We want a source generator that produces a standalone message dispatcher for an application:

  • Commands (request → response)
  • Notifications (fan-out)
  • Streams (request → async stream of items) — first-class, not an afterthought
  • Pipelines (pre/around/post hooks)

Critical requirement

The generated output must be 100% independent of PatternKit at runtime:

  • consuming projects should be able to ship the generated dispatcher without referencing PatternKit
  • the generator package may depend on PatternKit and Roslyn, but generated .g.cs files may not

The goal is to let teams write “transpilable” / standardized message flows with minimal manual wiring, while keeping the runtime surface small, fast, and distinct.


Goals

G1 — Generated runtime has no dependency on PatternKit

  • No using PatternKit.* in emitted code
  • No generated types referencing PatternKit interfaces/delegates/helpers/collections
  • The generated output compiles as a clean unit with only BCL dependencies (and optional DI adapter packages if enabled)

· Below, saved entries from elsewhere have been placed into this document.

//! Webcam capture.
//!
//! Captures RGBA frames on a background thread via nokhwa and publishes
//! the most recent one for the frame loop to pick up. The loop owns
//! pacing; frames it never reads are simply overwritten.

use std::sync::atomic::{AtomicBool, Ordering};
use std::sync::Arc;

use nokhwa::pixel_format::RgbAFormat;
use nokhwa::utils::{
    ApiBackend, CameraFormat, CameraIndex, FrameFormat, RequestedFormat, RequestedFormatType,
    Resolution,
};
use nokhwa::Camera;
use parking_lot::Mutex;

/// One captured frame.
#[derive(Clone)]
pub struct CameraFrame {
    /// RGBA pixel data
    pub data: Vec<u8>,
    pub width: u32,
    pub height: u32,
    /// Monotonic capture counter
    pub frame_number: u64,
}

/// Information about an available camera.
#[derive(Clone, Debug)]
pub struct CameraInfo {
    pub index: u32,
    pub name: String,
}

pub struct CameraCapture {
    latest: Arc<Mutex<Option<CameraFrame>>>,
    running: Arc<AtomicBool>,
    thread_handle: Option<std::thread::JoinHandle<()>>,
}

impl CameraCapture {
    /// List available cameras.
    pub fn list_cameras() -> Vec<CameraInfo> {
        match nokhwa::query(ApiBackend::Auto) {
            Ok(camera_list) => camera_list
                .iter()
                .enumerate()
                .map(|(idx, info)| CameraInfo {
                    index: idx as u32,
                    name: info.human_name().to_string(),
                })
                .collect(),
            Err(e) => {
                log::warn!("Failed to enumerate cameras: {:?}", e);
                Vec::new()
            }
        }
    }

    /// Start capturing from `camera_index`, preferring `width` x `height`.
    pub fn new(camera_index: u32, width: u32, height: u32) -> Result<Self, String> {
        let latest: Arc<Mutex<Option<CameraFrame>>> = Arc::new(Mutex::new(None));
        let running = Arc::new(AtomicBool::new(true));

        let latest_clone = latest.clone();
        let running_clone = running.clone();

        let thread_handle = std::thread::Builder::new()
            .name("camera-capture".to_string())
            .spawn(move || {
                Self::capture_thread(camera_index, width, height, latest_clone, running_clone);
            })
            .map_err(|e| format!("Failed to spawn capture thread: {}", e))?;

        Ok(Self {
            latest,
            running,
            thread_handle: Some(thread_handle),
        })
    }

    fn capture_thread(
        camera_index: u32,
        width: u32,
        height: u32,
        latest: Arc<Mutex<Option<CameraFrame>>>,
        running: Arc<AtomicBool>,
    ) {
        log::info!("Starting camera capture thread (camera {})", camera_index);

        let index = CameraIndex::Index(camera_index);
        let requested = RequestedFormat::new::<RgbAFormat>(RequestedFormatType::Closest(
            CameraFormat::new_from(width, height, FrameFormat::MJPEG, 30),
        ));

        let mut camera = match Camera::new(index.clone(), requested) {
            Ok(c) => c,
            Err(e) => {
                log::warn!("Requested camera format unavailable: {:?}", e);
                // Fall back to whatever resolution the camera offers.
                let fallback = RequestedFormat::new::<RgbAFormat>(
                    RequestedFormatType::HighestResolution(Resolution::new(640, 480)),
                );
                match Camera::new(index, fallback) {
                    Ok(c) => c,
                    Err(e2) => {
                        log::error!("Failed to open camera: {:?}", e2);
                        return;
                    }
                }
            }
        };

        if let Err(e) = camera.open_stream() {
            log::error!("Failed to open camera stream: {:?}", e);
            return;
        }

        log::info!(
            "Camera opened: {} ({}x{})",
            camera.info().human_name(),
            camera.resolution().width(),
            camera.resolution().height()
        );

        let mut frame_number: u64 = 0;

        while running.load(Ordering::Acquire) {
            match camera.frame() {
                Ok(frame) => match frame.decode_image::<RgbAFormat>() {
                    Ok(image) => {
                        let (w, h) = (image.width(), image.height());
                        *latest.lock() = Some(CameraFrame {
                            data: image.into_raw(),
                            width: w,
                            height: h,
                            frame_number,
                        });
                        frame_number = frame_number.wrapping_add(1);
                    }
                    Err(e) => {
                        log::warn!("Failed to decode frame: {:?}", e);
                    }
                },
                Err(e) => {
                    log::warn!("Failed to capture frame: {:?}", e);
                    std::thread::sleep(std::time::Duration::from_millis(10));
                }
            }
        }

        log::info!("Camera capture thread stopped");
    }

    /// Most recently captured frame, if any yet.
    pub fn latest_frame(&self) -> Option<CameraFrame> {
        self.latest.lock().clone()
    }

    pub fn is_running(&self) -> bool {
        self.running.load(Ordering::Acquire)
    }

    pub fn stop(&mut self) {
        self.running.store(false, Ordering::Release);
        if let Some(handle) = self.thread_handle.take() {
            let _ = handle.join();
        }
    }
}

impl Drop for CameraCapture {
    fn drop(&mut self) {
        self.stop();
    }
}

G2 — First-class async and streaming

  • Command handlers are async-first (ValueTask)
  • Notification handlers are async-first (ValueTask)
  • Stream requests are native: IAsyncEnumerable<T> and streaming pipelines are supported

G3 — Dual-mode consumption

The generated dispatcher supports both:

Mode A: class-based, structured (framework-like)

  • request/handler types
  • composable pipelines (behaviors)
  • deterministic ordering
  • explicit diagnostics when invalid

Mode B: lightweight, fluent (minimal ceremony)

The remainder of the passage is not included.